Cancer detection and tissue of origin determination with novel annotation and scoring of cell-free methylated DNA

Cancer detection and tissue of origin determination with novel annotation and scoring of cell-free methylated DNA

Richard J. Acton1,2,3, Christopher G. Bell1,2,3

1MRC Lifecourse Epidemiology Unit, 2Human Development and Health Academic Unit, Institute of Developmental Sciences, 3Epigenomic Medicine, Biological Sciences, Faculty of Environmental and Natural Sciences, University of Southampton, Southampton, UK

Correspondence to: Christopher G. Bell. MRC Lifecourse Epidemiology Unit, University of Southampton, Southampton, UK. Email:

Provenance: This is a Guest Editorial commissioned by Section Editor An-Qiang Wang (Department of Liver Surgery, Peking Union Medical College Hospital, Chinese Academy of Medical Sciences and Peking Union Medical College, Beijing, China).

Comment on: Guo S, Diep D, Plongthongkum N, et al. Identification of methylation haplotype blocks aids in deconvolution of heterogeneous tissue samples and tumor tissue-of-origin mapping from plasma DNA. Nat Genet 2017;49:635-42.

Received: 26 June 2017; Accepted: 27 July 2017; Published: 15 August 2017.

doi: 10.21037/amj.2017.08.02

In a recent paper, Guo et al. (1) analysed the methylation of DNA fragments circulating in the blood plasma that are released when cells die. Their analysis used a novel approach to annotate DNA methylation and a methylation status score, which captures both average methylation level and the pattern of co-methylation. They were able to detect lung and colorectal cancers and to predict their tissue of origin.

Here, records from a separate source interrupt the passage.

async fn wait_until(rx: &mut watch::Receiver<SessionState>, want: SessionState) {
    time::timeout(Duration::from_secs(600), rx.wait_for(|s| *s == want))
        .await
        .expect("timed out waiting for state")
        .expect("state channel closed");
}

/// Let every spawned task run to its next timer.
async fn settle() {
    time::sleep(Duration::from_millis(10)).await;
}

fn starts(sdk: &MockAvatarSdk) -> usize {
    sdk.count(|c| matches!(c, MockCall::Start { .. }))
}

fn stops_of(sdk: &MockAvatarSdk, id: &str) -> usize {
    sdk.count(|c| matches!(c, MockCall::Stop { session } if session == id))
}

// ── Start / stop ─────────────────────────────────────────────────

#[tokio::test(start_paused = true)]
async fn start_connects_and_stop_is_idempotent() {
    let h = harness(RecoveryPolicy::default());
    assert_eq!(h.controller.state(), SessionState::Inactive);

    h.controller.start(false).await.unwrap();
    assert_eq!(h.controller.state(), SessionState::Connected);
    assert_eq!(h.sdk.sessions_created(), 1);
    assert_eq!(h.controller.counters().await, RetryCounts::default());

    h.controller.stop().await;
    assert_eq!(h.controller.state(), SessionState::Inactive);
    h.controller.stop().await;
    assert_eq!(h.controller.state(), SessionState::Inactive);
    assert_eq!(stops_of(&h.sdk, "mock-1"), 1);
}

#[tokio::test(start_paused = true)]
async fn concurrent_starts_initialize_once() {
    let h = harness(RecoveryPolicy::default());
    let (a, b, c) = tokio::join!(
        h.controller.start(false),
        h.controller.start(false),
        h.controller.start(false)
    );
    assert!(a.is_ok() && b.is_ok() && c.is_ok());
    assert_eq!(h.sdk.sessions_created(), 1);
    assert_eq!(h.sdk.count(|c| matches!(c, MockCall::Initialize { .. })), 1);

    // a start while connected is a no-op too
    h.controller.start(false).await.unwrap();
    assert_eq!(h.sdk.sessions_created(), 1);
}

#[tokio::test(start_paused = true)]
async fn token_failure_surfaces_without_initialize() {
    let sdk = MockAvatarSdk::new();
    let mut credentials = MockCredentialSource::new();
    credentials
        .expect_fetch()
        .times(1)
        .returning(|| Err(TokenError::Status { status: 500 }));
    let controller = SessionController::builder(Arc::new(sdk.clone()), Arc::new(credentials))
        .build()
        .unwrap();

    let err = controller.start(false).await.unwrap_err();
    assert!(matches!(
        err,
        SessionError::Token(TokenError::Status { status: 500 })
    ));
    assert_eq!(controller.state(), SessionState::Inactive);
    assert!(sdk.calls().is_empty());
}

Blood plasma contains cell-free DNA (cfDNA) originating from dead cells. This cfDNA is present at low concentrations (2) and increases when there is necrotic tissue in which more cells than usual are lysing and releasing their DNA (3). This cfDNA is fragmented into pieces with a modal length of 166 bp, approximately the size of DNA that is associated with a single nucleosomal unit (4). cfDNA in blood plasma has the potential to be a biomarker with strong clinical utility for diseases, such as cancer, as it is derived from almost all of the tissues of the body and is easily accessible through venepuncture. Therefore, cfDNA may be used to assess cancer in tissues that are not easily accessible for biopsy and monitor cancer progression, remission, and relapse over multiple time points. Abbosh et al. (5) have recently explored the application of cfDNA to track the evolutionary dynamics of early-stage tumours.

Epigenetic control of gene expression includes the methylation of DNA, especially in CpG dinucleotides. Specific patterns of DNA methylation are frequently characteristic of a given tissue. Consequently, analysing the DNA methylation pattern of a length of DNA can be used to predict from which tissue it originated (6). In addition to the mutational changes affecting the cancer genome, the DNA methylation patterns of cancer cells are highly disrupted, undergoing a global loss of DNA methylation as well as hypermethylation in specific regions including some tumour suppressor genes (7). Changes in the underlying genetic sequence can also produce alterations in the DNA methylome. Thus, Guo et al. (1) have examined the methylation of cfDNA in an attempt to detect cancer and predict its tissue of origin (Figure 1).

Figure 1 cfDNA DNA methylation methodology employed in Guo et al. (1). When cells die, they release short fragments of DNA into the bloodstream (cfDNA). This DNA can be extracted from blood cells and have its methylation state analysed. Individual sites of methylation are grouped together by how correlated neighbouring sites are (MHBs). These blocks are scored according to the extent and pattern of their methylation (MHL). The scores of these blocks are then used to predict the cancer status of an individual and the tissue of origin of that cancer. cfDNA, cell-free DNA; MHBs, methylation haplotype blocks; MHL, methylation haplotype load. Figure partially adapted by permission from Macmillan Publishers Ltd: Nature Genetics DOI: 10.1038/ng.3805, (c) 2017.

The methylation status of CpG sites adjacent to one another in the genome is correlated (8) and is strongly predicted by CpG density (9). Groups of CpGs are frequently more informative about the functional status of their genomic locus than are individual CpG sites (10). In order to annotate the cfDNA methylation profiles with features that would provide more useful information, the authors drew an analogy between these correlated methylation states and the correlation of genotypes at adjacent loci. They made use of the same mathematics underpinning the concept of linkage disequilibrium (LD) in order to annotate co-methylation blocks, which they termed methylation haplotype blocks (MHBs). In order to score these features according to both their methylation level and their degree of co-methylation, they described a metric called methylation haplotype load (MHL). MHL is a weighted mean of the fraction of all possible fully methylated substrings of the region for which the MHL is being measured. Importantly MHL is able to distinguish between features with the same methylation levels and different degrees of co-methylation.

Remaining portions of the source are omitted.